* **Provided material**:
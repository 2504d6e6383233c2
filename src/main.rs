use docquery::{api, config, logging, processing};
use std::sync::Arc;
use tokio::net::TcpListener;

#[tokio::main]
async fn main() {
    config::init_config();
    logging::init_tracing();
    let app = api::create_router(Arc::new(processing::DocumentService::new().await));

    let (listener, port) = bind_listener().await.expect("Failed to bind listener");
    tracing::info!("Listening on http://0.0.0.0:{}", port);
    axum::serve(listener, app).await.unwrap();
}

async fn bind_listener() -> Result<(TcpListener, u16), std::io::Error> {
    use std::net::Ipv4Addr;

    let config = config::get_config();
    if let Some(port) = config.server_port {
        return TcpListener::bind((Ipv4Addr::UNSPECIFIED, port))
            .await
            .map(|listener| (listener, port));
    }

    const PORT_RANGE: std::ops::RangeInclusive<u16> = 8000..=8099;
    for port in PORT_RANGE {
        match TcpListener::bind((Ipv4Addr::UNSPECIFIED, port)).await {
            Ok(listener) => {
                tracing::debug!(port, "Bound server port");
                return Ok((listener, port));
            }
            Err(err) if err.kind() == std::io::ErrorKind::AddrInUse => {
                tracing::debug!(port, "Port already in use; trying next");
                continue;
            }
            Err(err) => return Err(err),
        }
    }

    Err(std::io::Error::new(
        std::io::ErrorKind::AddrNotAvailable,
        "No available port found in range 8000-8099",
    ))
}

* **Work to complete**:
Look above for the line containing "if let Some(port)", then please write out that line and each one after it through the end, exactly, with nothing else.

* **Solution to the problem**:
    if let Some(port) = config.server_port {
        return TcpListener::bind((Ipv4Addr::UNSPECIFIED, port))
            .await
            .map(|listener| (listener, port));
    }

    const PORT_RANGE: std::ops::RangeInclusive<u16> = 8000..=8099;
    for port in PORT_RANGE {
        match TcpListener::bind((Ipv4Addr::UNSPECIFIED, port)).await {
            Ok(listener) => {
                tracing::debug!(port, "Bound server port");
                return Ok((listener, port));
            }
            Err(err) if err.kind() == std::io::ErrorKind::AddrInUse => {
                tracing::debug!(port, "Port already in use; trying next");
                continue;
            }
            Err(err) => return Err(err),
        }
    }

    Err(std::io::Error::new(
        std::io::ErrorKind::AddrNotAvailable,
        "No available port found in range 8000-8099",
    ))
}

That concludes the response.